WHAT THE TASK REQUIRES:
Quote exactly, and only, the lines from the one with "Ok(token_data.claims)" through the end of the listing.
[[ DATA TO PROCESS, beginning ]]
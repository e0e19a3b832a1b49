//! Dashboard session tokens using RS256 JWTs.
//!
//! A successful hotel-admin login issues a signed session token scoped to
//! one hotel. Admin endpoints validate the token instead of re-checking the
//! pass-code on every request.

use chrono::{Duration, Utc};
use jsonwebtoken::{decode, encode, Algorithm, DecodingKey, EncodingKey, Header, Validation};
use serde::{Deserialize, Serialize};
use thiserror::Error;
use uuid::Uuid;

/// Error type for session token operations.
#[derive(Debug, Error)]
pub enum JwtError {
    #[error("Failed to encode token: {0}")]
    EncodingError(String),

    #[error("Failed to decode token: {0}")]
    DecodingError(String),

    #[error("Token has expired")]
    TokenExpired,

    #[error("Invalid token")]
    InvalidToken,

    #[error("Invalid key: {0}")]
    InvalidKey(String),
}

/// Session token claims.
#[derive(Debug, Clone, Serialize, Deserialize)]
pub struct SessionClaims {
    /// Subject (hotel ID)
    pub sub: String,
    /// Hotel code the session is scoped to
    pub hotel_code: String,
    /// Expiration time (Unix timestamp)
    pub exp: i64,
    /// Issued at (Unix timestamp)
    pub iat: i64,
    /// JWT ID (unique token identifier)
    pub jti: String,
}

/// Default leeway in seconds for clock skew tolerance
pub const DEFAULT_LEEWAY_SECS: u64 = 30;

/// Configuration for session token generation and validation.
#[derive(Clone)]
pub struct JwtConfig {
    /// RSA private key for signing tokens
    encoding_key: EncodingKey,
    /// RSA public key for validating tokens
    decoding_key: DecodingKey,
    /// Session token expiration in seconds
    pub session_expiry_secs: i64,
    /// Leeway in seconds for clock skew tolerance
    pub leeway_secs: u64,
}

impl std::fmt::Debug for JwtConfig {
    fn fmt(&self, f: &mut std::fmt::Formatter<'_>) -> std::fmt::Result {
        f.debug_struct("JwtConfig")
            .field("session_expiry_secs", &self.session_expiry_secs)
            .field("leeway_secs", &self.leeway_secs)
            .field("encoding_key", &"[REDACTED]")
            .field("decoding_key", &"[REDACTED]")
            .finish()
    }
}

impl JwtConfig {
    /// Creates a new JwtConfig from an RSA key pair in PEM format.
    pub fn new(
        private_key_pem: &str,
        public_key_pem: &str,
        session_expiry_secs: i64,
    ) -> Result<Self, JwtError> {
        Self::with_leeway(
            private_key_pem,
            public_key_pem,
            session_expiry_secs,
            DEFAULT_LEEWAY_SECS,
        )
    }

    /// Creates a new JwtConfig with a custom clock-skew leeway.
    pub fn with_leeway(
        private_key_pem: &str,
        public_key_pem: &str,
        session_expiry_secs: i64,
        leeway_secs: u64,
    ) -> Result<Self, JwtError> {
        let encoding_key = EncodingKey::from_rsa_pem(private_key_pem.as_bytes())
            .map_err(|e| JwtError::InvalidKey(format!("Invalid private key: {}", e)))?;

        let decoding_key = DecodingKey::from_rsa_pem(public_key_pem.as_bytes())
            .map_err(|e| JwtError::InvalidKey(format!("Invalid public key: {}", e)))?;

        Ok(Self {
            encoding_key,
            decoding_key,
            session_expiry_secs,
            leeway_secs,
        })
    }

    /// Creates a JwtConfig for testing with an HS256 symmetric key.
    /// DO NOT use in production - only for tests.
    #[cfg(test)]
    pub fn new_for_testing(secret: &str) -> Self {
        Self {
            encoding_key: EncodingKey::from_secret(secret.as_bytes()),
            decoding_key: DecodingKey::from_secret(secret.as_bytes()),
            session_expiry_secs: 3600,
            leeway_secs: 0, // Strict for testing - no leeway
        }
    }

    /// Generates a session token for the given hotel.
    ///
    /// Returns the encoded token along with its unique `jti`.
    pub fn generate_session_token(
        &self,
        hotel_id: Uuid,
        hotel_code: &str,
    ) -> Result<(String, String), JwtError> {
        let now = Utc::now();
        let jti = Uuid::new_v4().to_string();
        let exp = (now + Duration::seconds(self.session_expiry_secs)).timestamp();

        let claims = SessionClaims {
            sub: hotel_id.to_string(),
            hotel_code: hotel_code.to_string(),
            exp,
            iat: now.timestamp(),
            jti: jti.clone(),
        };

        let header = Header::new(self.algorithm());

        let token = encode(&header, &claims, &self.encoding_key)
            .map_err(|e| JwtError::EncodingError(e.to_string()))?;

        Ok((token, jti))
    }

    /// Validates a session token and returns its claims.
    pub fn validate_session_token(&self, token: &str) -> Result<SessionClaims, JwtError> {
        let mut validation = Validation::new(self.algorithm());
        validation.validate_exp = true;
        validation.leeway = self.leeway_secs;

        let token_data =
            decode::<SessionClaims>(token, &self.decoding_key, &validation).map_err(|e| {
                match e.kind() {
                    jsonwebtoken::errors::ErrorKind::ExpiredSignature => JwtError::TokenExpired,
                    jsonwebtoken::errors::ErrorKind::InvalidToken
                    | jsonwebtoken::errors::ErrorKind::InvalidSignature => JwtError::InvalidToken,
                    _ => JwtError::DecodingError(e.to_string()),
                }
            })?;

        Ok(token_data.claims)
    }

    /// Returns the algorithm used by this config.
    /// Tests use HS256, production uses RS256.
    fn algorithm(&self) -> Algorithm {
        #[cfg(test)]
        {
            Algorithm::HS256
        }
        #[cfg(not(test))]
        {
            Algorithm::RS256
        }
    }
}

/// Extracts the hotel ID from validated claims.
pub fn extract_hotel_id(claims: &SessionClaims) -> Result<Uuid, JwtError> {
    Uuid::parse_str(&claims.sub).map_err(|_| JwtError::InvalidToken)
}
[[ DATA TO PROCESS, end ]]
ANSWER SECTION:
        Ok(token_data.claims)
    }

    /// Returns the algorithm used by this config.
    /// Tests use HS256, production uses RS256.
    fn algorithm(&self) -> Algorithm {
        #[cfg(test)]
        {
            Algorithm::HS256
        }
        #[cfg(not(test))]
        {
            Algorithm::RS256
        }
    }
}

/// Extracts the hotel ID from validated claims.
pub fn extract_hotel_id(claims: &SessionClaims) -> Result<Uuid, JwtError> {
    Uuid::parse_str(&claims.sub).map_err(|_| JwtError::InvalidToken)
}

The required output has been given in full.